I have a maltepoo, Bianca. We were blessed with her when my sister purchased Bianca's brother and she was the last one left in the litter, all sad eyed. Since my kids were there when the male maltepoo was picked up, they bombarded my husband and I with the please! please! please! To make a long story short, I returned home from work the next day to find that Bianca had joined our family. I've always been a die hard "no pets in the house" kinda person, but Bianca has melted all of that away. Her and her brother have playdates once a week and she's become my little baby. I'm so grateful that hubby just went and got her.
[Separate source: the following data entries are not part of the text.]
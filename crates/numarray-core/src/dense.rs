//! Dense column-major matrices
//!
//! A dense matrix stores `rows × cols` elements contiguously in column-major
//! order: element `(r, c)` lives at offset `c * rows + r`. Complex matrices
//! are laid out as interleaved `(re, im)` pairs, which [`DenseMatrix::as_interleaved`]
//! exposes without copying.

use crate::error::{Error, Result};
use crate::numeric::Element;
use crate::types::Shape;
use num_complex::Complex64;

/// Immutable dense matrix in column-major order
#[derive(Clone, Debug, PartialEq)]
pub struct DenseMatrix<T: Element = f64> {
    data: Vec<T>,
    rows: usize,
    cols: usize,
}

impl<T: Element> DenseMatrix<T> {
    /// Create a dense matrix from a column-major buffer
    ///
    /// # Errors
    /// `InvalidArray` if `data.len() != rows * cols` or the product overflows.
    pub fn new(data: Vec<T>, rows: usize, cols: usize) -> Result<Self> {
        let expected = Shape::new(rows, cols).element_count("dense buffer")?;
        if data.len() != expected {
            return Err(Error::length_mismatch(expected, data.len(), "dense buffer"));
        }
        Ok(Self { data, rows, cols })
    }

    /// Caller guarantees `data.len() == rows * cols`
    pub(crate) fn from_parts(data: Vec<T>, rows: usize, cols: usize) -> Self {
        debug_assert_eq!(Some(data.len()), rows.checked_mul(cols));
        Self { data, rows, cols }
    }

    /// Create a dense matrix from row-major nested rows
    ///
    /// ```
    /// use numarray_core::DenseMatrix;
    ///
    /// let m = DenseMatrix::from_rows(&[vec![2.0, 3.0], vec![5.0, 2.0]]).unwrap();
    /// assert_eq!(m.data(), &[2.0, 5.0, 3.0, 2.0]);
    /// ```
    pub fn from_rows(rows: &[Vec<T>]) -> Result<Self> {
        let n_rows = rows.len();
        let n_cols = rows.first().map_or(0, Vec::len);
        if let Some(bad) = rows.iter().position(|r| r.len() != n_cols) {
            return Err(Error::invalid_array(format!(
                "Row {bad} has {} columns, expected {n_cols}",
                rows[bad].len()
            )));
        }
        let mut data = Vec::with_capacity(n_rows * n_cols);
        for c in 0..n_cols {
            data.extend(rows.iter().map(|row| row[c]));
        }
        Ok(Self {
            data,
            rows: n_rows,
            cols: n_cols,
        })
    }

    /// Matrix with every element set to `value`
    ///
    /// # Panics
    /// If `rows × cols` elements cannot be allocated.
    pub fn filled(value: T, rows: usize, cols: usize) -> Self {
        Self {
            data: vec![value; rows.saturating_mul(cols)],
            rows,
            cols,
        }
    }

    pub fn zeros(rows: usize, cols: usize) -> Self {
        Self::filled(T::zero(), rows, cols)
    }

    #[inline]
    pub fn rows(&self) -> usize {
        self.rows
    }

    #[inline]
    pub fn cols(&self) -> usize {
        self.cols
    }

    #[inline]
    pub fn shape(&self) -> Shape {
        Shape::new(self.rows, self.cols)
    }

    /// Number of elements
    #[inline]
    pub fn len(&self) -> usize {
        self.data.len()
    }

    #[inline]
    pub fn is_empty(&self) -> bool {
        self.data.is_empty()
    }

    /// Column-major backing buffer
    #[inline]
    pub fn data(&self) -> &[T] {
        &self.data
    }

    pub fn into_data(self) -> Vec<T> {
        self.data
    }

    /// Element at `(row, col)`, or `None` when out of bounds
    pub fn get(&self, row: usize, col: usize) -> Option<T> {
        if row < self.rows && col < self.cols {
            Some(self.data[col * self.rows + row])
        } else {
            None
        }
    }

    /// Contiguous slice holding column `col`
    ///
    /// # Panics
    /// If `col >= self.cols()`.
    pub fn column(&self, col: usize) -> &[T] {
        let start = col * self.rows;
        &self.data[start..start + self.rows]
    }

    /// Apply `f` to every element, producing a new matrix of the same shape
    pub fn map<U: Element>(&self, f: impl Fn(T) -> U) -> DenseMatrix<U> {
        DenseMatrix {
            data: self.data.iter().map(|&x| f(x)).collect(),
            rows: self.rows,
            cols: self.cols,
        }
    }

    /// Zero-imaginary-padded complex copy
    pub fn to_complex(&self) -> DenseMatrix<Complex64> {
        self.map(Element::to_complex)
    }

    pub fn transpose(&self) -> Self {
        let mut data = Vec::with_capacity(self.data.len());
        for r in 0..self.rows {
            data.extend((0..self.cols).map(|c| self.data[c * self.rows + r]));
        }
        Self {
            data,
            rows: self.cols,
            cols: self.rows,
        }
    }

    /// Iterate over `(row, col, value)` in column-major order
    pub fn iter(&self) -> impl Iterator<Item = (usize, usize, T)> + '_ {
        let rows = self.rows.max(1);
        self.data
            .iter()
            .enumerate()
            .map(move |(i, &v)| (i % rows, i / rows, v))
    }
}

impl DenseMatrix<Complex64> {
    /// Create a complex matrix from an interleaved `(re, im)` buffer
    ///
    /// # Errors
    /// `InvalidArray` if `data.len() != 2 * rows * cols` or the product overflows.
    pub fn from_interleaved(data: &[f64], rows: usize, cols: usize) -> Result<Self> {
        let context = "interleaved complex buffer";
        let expected = Shape::new(rows, cols)
            .element_count(context)?
            .checked_mul(2)
            .ok_or_else(|| Error::invalid_array(format!("{rows}x{cols} {context} is too large")))?;
        if data.len() != expected {
            return Err(Error::length_mismatch(expected, data.len(), context));
        }
        let data = data
            .chunks_exact(2)
            .map(|pair| Complex64::new(pair[0], pair[1]))
            .collect();
        Ok(Self { data, rows, cols })
    }

    /// Interleaved `(re, im)` view of the buffer, length `2 * rows * cols`
    pub fn as_interleaved(&self) -> &[f64] {
        bytemuck::cast_slice(&self.data)
    }
}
Someday I may add one more to the family, so I'm just wondering. What's the "look"?


----------



## carrie (Aug 24, 2004)

reputable breeders usually have certain looks their maltese are known for.


----------



## The A Team (Dec 1, 2005)

Some breeders will have many dogs with the same look. For example, some people prefer their dog with a longer nose and some like the shorter baby doll type face. After being on this forum for a while and seeing all the pictures, sometimes you can recognize the "look" that a particular breeder is known for. Some breeders breed for the smaller pups and some like the bigger pups - as long as they're all within the maltese standard, I guess it's all a matter of what you find appealing.


----------



## Cosy (Feb 9, 2006)

Sometimes you will see a different look in different breeding programs.
It shouldn't vary a lot. Of course, no two look exactly alike anyway.
Some people love a shorter muzzle (I'm one of them) while others prefer
a longer muzzle. All of Maltese lovers like a good strong straight coat
although that isn't always there either. The most important thing is that
the dog is well bred, if you are purchasing one, as that gives you greater
assurance the dog will lead a long healthy life with proper care. You will 
find these type of Maltese in most good exhibitor/breeding programs. 
You may pay more but chances are good you won't be paying high vet 
bills later. Talk to several exhibitors who have many champions. 
They can also direct you to other breeders. Don't be intimidated by distance. 
Email is an easy way to break the ice and get to know someone as well 
as get information.


----------



## coco (Sep 20, 2006)

The first Maltese I bought was from a "breeder." I knew nothing about looking for recommended Maltese breeders on the AMA list. This breeder obviously was just a breeder who could mate two dogs and sell them. Oh, my dog was AKC, but that means nothing if there isn't quality behind the registration. I'm glad you are asking about the look. The others have given you information on that, as I didn't even ask that question. I just felll in love with the little white fluff ball. I've learned so much since my first mistake. You can look at dogs on this forum, when you see one you like, PM the person and ask about the dog and his/her breeder. Please just make sure you see if the breeder is a high quality recommended breeder so that you aren't caught up like I was with my sickly dog who died at the age of six. I paid a lot more in vet bills for him in 3 years than I spent buying Coco from a top breeder. Coco's costs have been her shots and regular check ups. The price you pay for a dog on the front end says nothing about the quality of dog you are getting, however. There are bad breeders who charge very large prices just because they can. Heck, pet stores sell a Maltese for loads of money, and those are from puppymills, no matter what they say. No reputable breeder is going to allow his or her dogs to go to a pet store for sale. 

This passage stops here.